Adidas to Sell Ailing Golf Division to Focus on Clothing

Adidas CEO Hainer Explains Sale of Golf Division
  • Talks planned to dispose of TaylorMade, Adams and Ashworth
  • Sportswear co. to retain Adidas Golf shoe and apparel brands

Adidas AG is starting talks with potential buyers for the bulk of its golf unit, abandoning a business it’s had nearly 20 years but which is dragging on profitability.

In addition to TaylorMade, the German sportswear maker will also seek a buyer for Adams golf clubs, and Ashworth polos and cardigans after a nine-month strategic review, the company said. It will keep Adidas-branded golf shoes and clothing -- about 40 percent of the unit, whose first-quarter sales fell 1.7 percent to 275 million euros ($316 million).

The businesses on sale could fetch 470 million euros, John Guy, an analyst at MainFirst Bank AG, wrote in a note. Adidas shares fell 1.5 percent to 111.70 euros as of 11:46 a.m in Frankfurt.

Outgoing Chief Executive Officer Herbert Hainer is cleaning up Adidas’s operations as he sets the table for Kasper Rorsted, who takes the reins in October. Adidas got into golf when it bought French ski and skate company Salomon in 1997, but younger consumers are staying away from the game, and it isn’t popular in emerging markets like China and India. Sales plummeted 13 percent last year as the industry has been beset by discounting.

‘‘The golf market is not growing at the moment but it’s also not falling further,” Hainer said during a call with reporters. The portion Adidas plans to keep is producing solid returns and the company is cutting labor and manufacturing costs, the CEO said.

The company hired Guggenheim Partners LLC last year to look at options for the business. Golf equipment may have posted a nearly 100 million-euro loss last year, analyst Guy estimated.

Meanwhile Adidas is focusing on its best sports: soccer, running and gym training. Overall sales rose 17 percent during the quarter to 4.77 billion euros, padded by gains of 23 percent in North America, 24 percent in Western Europe and 28 percent in the Greater China region. Soccer-related sales were up 25 percent and Hainer said Adidas won’t sell its CCM hockey equipment business, a move it had considered.
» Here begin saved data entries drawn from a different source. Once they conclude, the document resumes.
//! Answer evaluation for both quiz modes.
//!
//! Both checks are pure: the result depends only on the arguments.

/// Single-choice check: the selected option must equal the expected answer exactly.
#[must_use]
pub fn is_correct_choice(selected: &str, expected: &str) -> bool {
    selected == expected
}

/// Ordered multi-token check.
///
/// The selection is correct only when it has the same length as `expected` and
/// every position holds the same token. A permutation of the right words is wrong.
#[must_use]
pub fn is_correct_order<A, B>(selected: &[A], expected: &[B]) -> bool
where
    A: AsRef<str>,
    B: AsRef<str>,
{
    selected.len() == expected.len()
        && selected
            .iter()
            .zip(expected)
            .all(|(s, e)| s.as_ref() == e.as_ref())
}
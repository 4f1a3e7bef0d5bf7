use chrono::{DateTime, Utc};
use quiz_core::Clock;
use quiz_core::model::SessionId;
use tracing::{debug, info, warn};

use super::progress::{AnswerFeedback, QuizResult, SessionPhase, SessionProgress};
use crate::error::SessionError;

/// Question sequencing and scoring shared by both quiz modes.
///
/// An answer is first recorded as pending feedback; `advance` applies it to the
/// score and moves the index, so `score <= current` holds at every step.
#[derive(Debug)]
pub(crate) struct Cursor<Q> {
    id: SessionId,
    questions: Vec<Q>,
    current: usize,
    score: usize,
    pool_size: usize,
    pending: Option<AnswerFeedback>,
    clock: Clock,
    started_at: DateTime<Utc>,
    completed_at: Option<DateTime<Utc>>,
}

impl<Q> Cursor<Q> {
    pub(crate) fn new(questions: Vec<Q>, pool_size: usize, clock: Clock) -> Self {
        let started_at = clock.now();
        Self {
            id: SessionId::random(),
            completed_at: questions.is_empty().then_some(started_at),
            questions,
            current: 0,
            score: 0,
            pool_size,
            pending: None,
            clock,
            started_at,
        }
    }

    /// Swap the clock and restamp the start time.
    pub(crate) fn set_clock(&mut self, clock: Clock) {
        self.clock = clock;
        self.started_at = clock.now();
        if self.completed_at.is_some() {
            self.completed_at = Some(self.started_at);
        }
    }

    pub(crate) fn id(&self) -> SessionId {
        self.id
    }

    pub(crate) fn questions(&self) -> &[Q] {
        &self.questions
    }

    pub(crate) fn total(&self) -> usize {
        self.questions.len()
    }

    pub(crate) fn current_index(&self) -> usize {
        self.current
    }

    /// One-based number of the question on screen, capped at the total.
    pub(crate) fn question_number(&self) -> usize {
        (self.current + 1).min(self.total())
    }

    pub(crate) fn score(&self) -> usize {
        self.score
    }

    pub(crate) fn pool_size(&self) -> usize {
        self.pool_size
    }

    pub(crate) fn pending(&self) -> Option<&AnswerFeedback> {
        self.pending.as_ref()
    }

    pub(crate) fn current(&self) -> Option<&Q> {
        self.questions.get(self.current)
    }

    pub(crate) fn is_complete(&self) -> bool {
        self.current >= self.questions.len()
    }

    pub(crate) fn phase(&self) -> SessionPhase {
        if self.is_complete() {
            SessionPhase::Finished
        } else {
            SessionPhase::Active
        }
    }

    /// Returns the current question if it can take an answer.
    pub(crate) fn answerable(&self) -> Result<&Q, SessionError> {
        let Some(question) = self.questions.get(self.current) else {
            warn!(session_id = %self.id, "answer submitted after session finished");
            return Err(SessionError::Completed);
        };
        if self.pending.is_some() {
            return Err(SessionError::FeedbackPending);
        }
        Ok(question)
    }

    pub(crate) fn record(
        &mut self,
        correct: bool,
        expected: String,
        submitted: String,
    ) -> AnswerFeedback {
        debug!(
            session_id = %self.id,
            question = self.current,
            correct,
            "answer evaluated"
        );
        let feedback = AnswerFeedback {
            question_index: self.current,
            correct,
            expected,
            submitted,
        };
        self.pending = Some(feedback.clone());
        feedback
    }

    pub(crate) fn advance(&mut self) -> Result<AnswerFeedback, SessionError> {
        let Some(feedback) = self.pending.take() else {
            if self.is_complete() {
                warn!(session_id = %self.id, "advance requested after session finished");
                return Err(SessionError::Completed);
            }
            return Err(SessionError::NothingToAdvance);
        };

        if feedback.correct {
            self.score += 1;
        }
        self.current += 1;

        if self.is_complete() {
            self.completed_at = Some(self.clock.now());
            info!(
                session_id = %self.id,
                score = self.score,
                total = self.questions.len(),
                "quiz session finished"
            );
        }
        Ok(feedback)
    }

    pub(crate) fn progress(&self) -> SessionProgress {
        SessionProgress {
            total: self.total(),
            answered: self.current,
            remaining: self.total().saturating_sub(self.current),
            score: self.score,
            is_complete: self.is_complete(),
        }
    }

    pub(crate) fn result(&self) -> Option<QuizResult> {
        let completed_at = self.completed_at?;
        Some(QuizResult {
            session_id: self.id,
            score: self.score,
            total: self.total(),
            pool_size: self.pool_size,
            started_at: self.started_at,
            completed_at,
        })
    }
}

#[cfg(test)]
mod tests {
    use super::*;
    use quiz_core::time::{fixed_clock, fixed_now};

    fn cursor(len: usize) -> Cursor<usize> {
        Cursor::new((0..len).collect(), len, fixed_clock())
    }

    #[test]
    fn record_then_advance_moves_score_and_index_together() {
        let mut cursor = cursor(2);
        cursor.answerable().unwrap();
        cursor.record(true, "a".into(), "a".into());
        assert_eq!(cursor.score(), 0);
        assert_eq!(cursor.current_index(), 0);

        let applied = cursor.advance().unwrap();
        assert!(applied.correct);
        assert_eq!(cursor.score(), 1);
        assert_eq!(cursor.current_index(), 1);
        assert_eq!(cursor.phase(), SessionPhase::Active);
    }

    #[test]
    fn pending_feedback_blocks_another_answer() {
        let mut cursor = cursor(2);
        cursor.record(false, "a".into(), "b".into());
        assert!(matches!(
            cursor.answerable(),
            Err(SessionError::FeedbackPending)
        ));
    }

    #[test]
    fn advance_without_answer_is_rejected() {
        let mut cursor = cursor(1);
        assert!(matches!(
            cursor.advance(),
            Err(SessionError::NothingToAdvance)
        ));
    }

    #[test]
    fn finishing_stamps_completion() {
        let mut cursor = cursor(1);
        assert!(cursor.result().is_none());
        cursor.record(false, "a".into(), "b".into());
        cursor.advance().unwrap();

        assert_eq!(cursor.phase(), SessionPhase::Finished);
        assert!(matches!(cursor.answerable(), Err(SessionError::Completed)));
        assert!(matches!(cursor.advance(), Err(SessionError::Completed)));

        let result = cursor.result().unwrap();
        assert_eq!(result.score, 0);
        assert_eq!(result.total, 1);
        assert_eq!(result.completed_at, fixed_now());
    }

    #[test]
    fn empty_cursor_starts_finished() {
        let cursor = cursor(0);
        assert!(cursor.is_complete());
        assert_eq!(cursor.question_number(), 0);
        assert!(cursor.result().is_some());
    }
}
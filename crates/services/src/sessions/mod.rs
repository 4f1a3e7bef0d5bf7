mod advanced;
mod beginner;
mod cursor;
mod intent;
mod progress;
mod view;
mod workflow;

// Public API of the session subsystem.
pub use crate::error::SessionError;
pub use advanced::{AdvancedSession, SentenceQuestion, TokenSelection};
pub use beginner::{BeginnerSession, ChoiceQuestion};
pub use intent::{QuizEvent, QuizIntent, QuizSession, QuizSnapshot};
pub use progress::{AnswerFeedback, QuizResult, SessionPhase, SessionProgress};
pub use view::{AdvancedSnapshot, BeginnerSnapshot};
pub use workflow::QuizLoopService;
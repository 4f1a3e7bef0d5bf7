use chrono::{DateTime, Utc};
use quiz_core::model::SessionId;
use serde::Serialize;

/// Lifecycle of a quiz session.
#[derive(Debug, Clone, Copy, PartialEq, Eq, Serialize)]
#[serde(rename_all = "snake_case")]
pub enum SessionPhase {
    Active,
    Finished,
}

/// Aggregated view of session progress, useful for UI.
#[derive(Debug, Clone, PartialEq, Eq, Serialize)]
pub struct SessionProgress {
    pub total: usize,
    pub answered: usize,
    pub remaining: usize,
    pub score: usize,
    pub is_complete: bool,
}

/// Outcome of judging one answer.
///
/// This is the signal the feedback layer keys its sound or animation on.
#[derive(Debug, Clone, PartialEq, Eq, Serialize)]
pub struct AnswerFeedback {
    /// Zero-based position of the judged question in the session.
    pub question_index: usize,
    pub correct: bool,
    pub expected: String,
    pub submitted: String,
}

/// Final tally of a finished session.
#[derive(Debug, Clone, PartialEq, Eq, Serialize)]
pub struct QuizResult {
    pub session_id: SessionId,
    pub score: usize,
    pub total: usize,
    pub pool_size: usize,
    pub started_at: DateTime<Utc>,
    pub completed_at: DateTime<Utc>,
}

impl QuizResult {
    /// Fraction of questions answered correctly, in `[0, 1]`.
    #[must_use]
    #[allow(clippy::cast_precision_loss)]
    pub fn ratio(&self) -> f64 {
        if self.total == 0 {
            return 0.0;
        }
        self.score as f64 / self.total as f64
    }
}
‘‘It is early days, but the strategy here looks to be bearing fruit,” Graham Renwick, an analyst at Exane BNP Paribas, said in a note. ‘‘This leaves further fuel for investment into marketing and other revenue-driving initiatives.”

The sportswear maker is benefiting from two upcoming summer soccer tournaments, the European championships in France and the Copa America in the U.S. -- plus a fashion shift that’s put Adidas models back in style. Hainer called out the woven, bouncy NMD shoe as the quarter’s ‘‘clear highlight.”

The Reebok unit recorded 6 percent currency-adjusted sales growth, its twelfth consecutive increase.

Shares of Adidas have gained nearly 50 percent over the past year, making the stock the best performer in Germany’s 30-member DAX Index.

The company reiterated increased group earnings and revenue forecasts for the year. It had boosted its sales and profit forecast April 27 for the second time in less than three months. Operating margin widened to 10.3 percent of revenue in the first quarter, from 8.9 percent a year earlier.